1. Three levels of intervention

There are three levels of intervention policy the department of Aboriginal Affairs and Northern Development uses, starting with recipient managed intervention. At this first level, the reserve puts together a plan to get its financials back on track. Attawapiskat had been at the next level, co-management, for almost 10 years, and the government elevated it to third-party management on Nov. 30.  

2. The difference between co- and third-party management

The band council and the department agree on a co-manager, who gets signing authority for all accounts containing AAND funding. The band pays for the manager. Under third-party management, all funding goes through a manager appointed by the department to administer it. The manager, whose salary is paid by the band, decides which band staff are required to run its programs and services.  

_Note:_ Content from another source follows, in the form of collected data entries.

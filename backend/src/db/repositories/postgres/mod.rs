//! Postgres ledger implementation using Diesel.
//!
//! ## Features
//!
//! - Connection pooling with r2d2, sized once at startup
//! - Automatic retry for transient connection failures
//! - Conditional append serialized by a transaction-scoped advisory lock
//! - Per-operation deadline enforced on the blocking thread
//! - Automatic migration execution
//!
//! ## Configuration
//!
//! Environment variables:
//! - `DATABASE_URL` or `PG_DATABASE_URL`: Connection string (required)
//! - `PG_POOL_MAX`: Maximum pool size (default: 25)
//! - `PG_POOL_MIN`: Minimum idle connections (default: 5)
//! - `PG_CONN_TIMEOUT_SEC`: Connection checkout timeout in seconds (default: 5)
//! - `PG_IDLE_TIMEOUT_SEC`: Idle connection timeout in seconds (default: 300)
//! - `PG_MAX_RETRIES`: Maximum retry attempts for transient failures (default: 3)
//! - `PG_RETRY_DELAY_MS`: Initial retry delay in milliseconds (default: 100)
//! - `PG_OPERATION_TIMEOUT_MS`: Deadline for one operation including retries
//!   (default: 25000)
//!
//! The operation deadline must stay below the ledger timeout. A write that
//! reaches its deadline is rolled back on the blocking thread, so by the time
//! the caller gives up nothing can still commit behind it.

use async_trait::async_trait;
use chrono::{DateTime, Utc};
use diesel::pg::PgConnection;
use diesel::prelude::*;
use diesel::r2d2::{ConnectionManager, Pool};
use diesel::sql_query;
use diesel::sql_types::BigInt;
use diesel_migrations::{embed_migrations, EmbeddedMigrations, MigrationHarness};
use log::{debug, warn};
use std::time::{Duration, Instant};
use tokio::task;

use crate::db::repository::{ErrorContext, LedgerRepository, RepositoryError, RepositoryResult};
use crate::models::{AppendOutcome, EventId, NewStatusEvent, StatusEvent};

mod models;
mod schema;

use models::{NewStatusRow, StatusRow};
use schema::sede_statuses;

type PgPool = Pool<ConnectionManager<PgConnection>>;

const MIGRATIONS: EmbeddedMigrations = embed_migrations!("src/db/repositories/postgres/migrations");

/// Advisory lock key guarding conditional appends to the ledger.
const LEDGER_LOCK_KEY: i64 = 0x5EDE_0001;

/// Configuration for connecting to Postgres.
#[derive(Debug, Clone)]
pub struct PostgresConfig {
    /// Database connection URL
    pub database_url: String,
    /// Maximum number of connections in the pool
    pub max_pool_size: u32,
    /// Minimum number of idle connections kept open
    pub min_pool_size: u32,
    /// Connection checkout timeout in seconds
    pub connection_timeout_sec: u64,
    /// Idle connection timeout in seconds
    pub idle_timeout_sec: u64,
    /// Maximum number of retry attempts for transient failures
    pub max_retries: u32,
    /// Initial retry delay in milliseconds (doubles with each retry)
    pub retry_delay_ms: u64,
    /// Deadline for a whole operation, retries included
    pub operation_timeout_ms: u64,
}

impl Default for PostgresConfig {
    fn default() -> Self {
        Self {
            database_url: String::new(),
            max_pool_size: 25,
            min_pool_size: 5,
            connection_timeout_sec: 5,
            idle_timeout_sec: 300,
            max_retries: 3,
            retry_delay_ms: 100,
            operation_timeout_ms: 25_000,
        }
    }
}

impl PostgresConfig {
    /// Create configuration from environment variables.
    pub fn from_env() -> Result<Self, String> {
        let database_url = std::env::var("DATABASE_URL")
            .or_else(|_| std::env::var("PG_DATABASE_URL"))
            .map_err(|_| "DATABASE_URL or PG_DATABASE_URL must be set".to_string())?;

        let defaults = Self::default();
        Ok(Self {
            database_url,
            max_pool_size: env_or("PG_POOL_MAX", defaults.max_pool_size),
            min_pool_size: env_or("PG_POOL_MIN", defaults.min_pool_size),
            connection_timeout_sec: env_or("PG_CONN_TIMEOUT_SEC", defaults.connection_timeout_sec),
            idle_timeout_sec: env_or("PG_IDLE_TIMEOUT_SEC", defaults.idle_timeout_sec),
            max_retries: env_or("PG_MAX_RETRIES", defaults.max_retries),
            retry_delay_ms: env_or("PG_RETRY_DELAY_MS", defaults.retry_delay_ms),
            operation_timeout_ms: env_or("PG_OPERATION_TIMEOUT_MS", defaults.operation_timeout_ms),
        })
    }

    /// Create a new configuration with a database URL.
    pub fn with_url(database_url: impl Into<String>) -> Self {
        Self {
            database_url: database_url.into(),
            ..Default::default()
        }
    }

    pub fn operation_timeout(&self) -> Duration {
        Duration::from_millis(self.operation_timeout_ms)
    }

    /// Worst case spent waiting on connection checkouts across all attempts.
    pub fn checkout_budget(&self) -> Duration {
        Duration::from_secs(self.connection_timeout_sec) * (self.max_retries + 1)
    }
}

fn env_or<T: std::str::FromStr>(key: &str, default: T) -> T {
    std::env::var(key)
        .ok()
        .and_then(|v| v.parse::<T>().ok())
        .unwrap_or(default)
}

/// Time left before `deadline`, or a timeout error once it has passed.
fn remaining(deadline: Instant, operation: &str) -> RepositoryResult<Duration> {
    match deadline.checked_duration_since(Instant::now()) {
        Some(left) if !left.is_zero() => Ok(left),
        _ => Err(RepositoryError::timeout(
            "Operation deadline reached",
            ErrorContext::new(operation),
        )),
    }
}

/// Diesel-backed ledger on Postgres.
#[derive(Clone, Debug)]
pub struct PostgresRepository {
    pool: PgPool,
    config: PostgresConfig,
}

impl PostgresRepository {
    /// Create a new repository and run pending migrations.
    pub fn new(config: PostgresConfig) -> RepositoryResult<Self> {
        if config.checkout_budget() >= config.operation_timeout() {
            warn!(
                "Postgres checkout budget {:?} exceeds operation timeout {:?}; later retries will be cut short",
                config.checkout_budget(),
                config.operation_timeout()
            );
        }

        let manager = ConnectionManager::<PgConnection>::new(&config.database_url);

        let pool = Pool::builder()
            .max_size(config.max_pool_size)
            .min_idle(Some(config.min_pool_size))
            .connection_timeout(Duration::from_secs(config.connection_timeout_sec))
            .idle_timeout(Some(Duration::from_secs(config.idle_timeout_sec)))
            .test_on_check_out(true)
            .build(manager)
            .map_err(|e| {
                RepositoryError::connection_with_context(
                    e.to_string(),
                    ErrorContext::new("create_pool")
                        .with_details(format!("max_size={}", config.max_pool_size)),
                )
            })?;

        {
            let mut conn = pool.get().map_err(|e| {
                RepositoryError::connection_with_context(
                    e.to_string(),
                    ErrorContext::new("get_connection_for_migrations"),
                )
            })?;
            conn.run_pending_migrations(MIGRATIONS).map_err(|e| {
                RepositoryError::internal_with_context(
                    format!("Migration failed: {}", e),
                    ErrorContext::new("run_migrations"),
                )
            })?;
        }

        Ok(Self { pool, config })
    }

    /// Run `f` on a pooled connection inside `spawn_blocking`.
    ///
    /// Retries with exponential backoff while the failure is retryable
    /// (connection acquisition, serialization failures) and the operation
    /// deadline has not passed. Those failures guarantee nothing was
    /// committed, so retrying an append cannot duplicate a row.
    async fn with_conn<T, F>(&self, operation: &'static str, f: F) -> RepositoryResult<T>
    where
        T: Send + 'static,
        F: FnOnce(&mut PgConnection, Instant) -> RepositoryResult<T> + Send + 'static + Clone,
    {
        let pool = self.pool.clone();
        let max_retries = self.config.max_retries;
        let checkout_timeout = Duration::from_secs(self.config.connection_timeout_sec);
        let mut retry_delay = Duration::from_millis(self.config.retry_delay_ms);
        let deadline = Instant::now() + self.config.operation_timeout();

        task::spawn_blocking(move || {
            let mut attempt = 0;

            loop {
                let left = remaining(deadline, operation)?;
                let result = match pool.get_timeout(left.min(checkout_timeout)) {
                    Ok(mut conn) => f.clone()(&mut conn, deadline),
                    Err(e) => Err(RepositoryError::connection_with_context(
                        e.to_string(),
                        ErrorContext::new("get_connection")
                            .with_details(format!("attempt={}", attempt + 1)),
                    )),
                };

                match result {
                    Ok(value) => return Ok(value),
                    Err(e) if e.is_retryable() && attempt < max_retries => {
                        warn!("{} failed on attempt {}: {}; retrying", operation, attempt + 1, e);
                        std::thread::sleep(retry_delay.min(remaining(deadline, operation)?));
                        retry_delay *= 2;
                        attempt += 1;
                    }
                    Err(e) => return Err(e.with_operation(operation)),
                }
            }
        })
        .await
        .map_err(|e| {
            RepositoryError::internal_with_context(
                format!("Task join error: {}", e),
                ErrorContext::new(operation),
            )
        })?
    }
}

/// Run a write transaction that cannot outlive `deadline`.
///
/// Statement and lock waits are capped server-side, and the deadline is
/// checked again right before COMMIT; missing it rolls the transaction back.
fn write_within<T, F>(
    conn: &mut PgConnection,
    deadline: Instant,
    operation: &str,
    body: F,
) -> RepositoryResult<T>
where
    F: FnOnce(&mut PgConnection) -> RepositoryResult<T>,
{
    conn.transaction::<_, RepositoryError, _>(|tx| {
        let budget_ms = remaining(deadline, operation)?.as_millis().max(1);
        sql_query(format!("SET LOCAL statement_timeout = {}", budget_ms)).execute(tx)?;
        sql_query(format!("SET LOCAL lock_timeout = {}", budget_ms)).execute(tx)?;

        let value = body(tx)?;

        remaining(deadline, operation)?;
        Ok(value)
    })
}

fn load_latest(conn: &mut PgConnection) -> RepositoryResult<Option<StatusEvent>> {
    let row = sede_statuses::table
        .order((sede_statuses::timestamp.desc(), sede_statuses::id.desc()))
        .select(StatusRow::as_select())
        .first::<StatusRow>(conn)
        .optional()?;
    Ok(row.map(StatusEvent::from))
}

fn insert_row(conn: &mut PgConnection, event: NewStatusEvent) -> RepositoryResult<StatusEvent> {
    let row = diesel::insert_into(sede_statuses::table)
        .values(NewStatusRow::from(event))
        .returning(StatusRow::as_returning())
        .get_result::<StatusRow>(conn)?;
    Ok(row.into())
}

#[async_trait]
impl LedgerRepository for PostgresRepository {
    async fn health_check(&self) -> RepositoryResult<bool> {
        self.with_conn("health_check", |conn, _| {
            sql_query("SELECT 1").execute(conn)?;
            Ok(true)
        })
        .await
    }

    async fn latest_event(&self) -> RepositoryResult<Option<StatusEvent>> {
        self.with_conn("latest_event", |conn, _| load_latest(conn))
            .await
    }

    async fn append_event(&self, event: NewStatusEvent) -> RepositoryResult<StatusEvent> {
        self.with_conn("append_event", move |conn, deadline| {
            write_within(conn, deadline, "append_event", |tx| insert_row(tx, event))
        })
        .await
    }

    async fn append_if_latest(
        &self,
        expected_latest: Option<EventId>,
        event: NewStatusEvent,
    ) -> RepositoryResult<AppendOutcome> {
        self.with_conn("append_if_latest", move |conn, deadline| {
            write_within(conn, deadline, "append_if_latest", |tx| {
                sql_query("SELECT pg_advisory_xact_lock($1)")
                    .bind::<BigInt, _>(LEDGER_LOCK_KEY)
                    .execute(tx)?;

                let current = load_latest(tx)?;
                if current.as_ref().map(|e| e.id) != expected_latest {
                    debug!(
                        "conditional append rejected: expected {:?}, found {:?}",
                        expected_latest,
                        current.as_ref().map(|e| e.id)
                    );
                    return Ok(AppendOutcome::Stale(current));
                }

                insert_row(tx, event).map(AppendOutcome::Appended)
            })
        })
        .await
    }

    async fn count_events(&self) -> RepositoryResult<i64> {
        self.with_conn("count_events", |conn, _| {
            Ok(sede_statuses::table.count().get_result::<i64>(conn)?)
        })
        .await
    }

    async fn events_since(&self, since: DateTime<Utc>) -> RepositoryResult<Vec<StatusEvent>> {
        self.with_conn("events_since", move |conn, _| {
            let rows = sede_statuses::table
                .filter(sede_statuses::timestamp.ge(since))
                .order((sede_statuses::timestamp.asc(), sede_statuses::id.asc()))
                .select(StatusRow::as_select())
                .load::<StatusRow>(conn)?;
            Ok(rows.into_iter().map(StatusEvent::from).collect())
        })
        .await
    }
}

3. How many communities are under intervention

The Assembly of First Nations counts 630 First Nations communities in Canada: as of Oct. 5, 2011, AAND listed 67 co-managed reserves and 11 third-party managed reserves.

4. What it costs

The direct cost of the intervention policy for First Nations can be significant: in 2009-10, the average cost for third-party intervention was $142,969. The band pays this cost. 

5. It's had mixed success

2010 government audit found the policy resulted in slightly fewer bands under intervention, but of those that were, 42 per cent had been under some form of intervention for 10 or more years. The audit also found it isn’t a cost-effective way to manage money, given the limited success.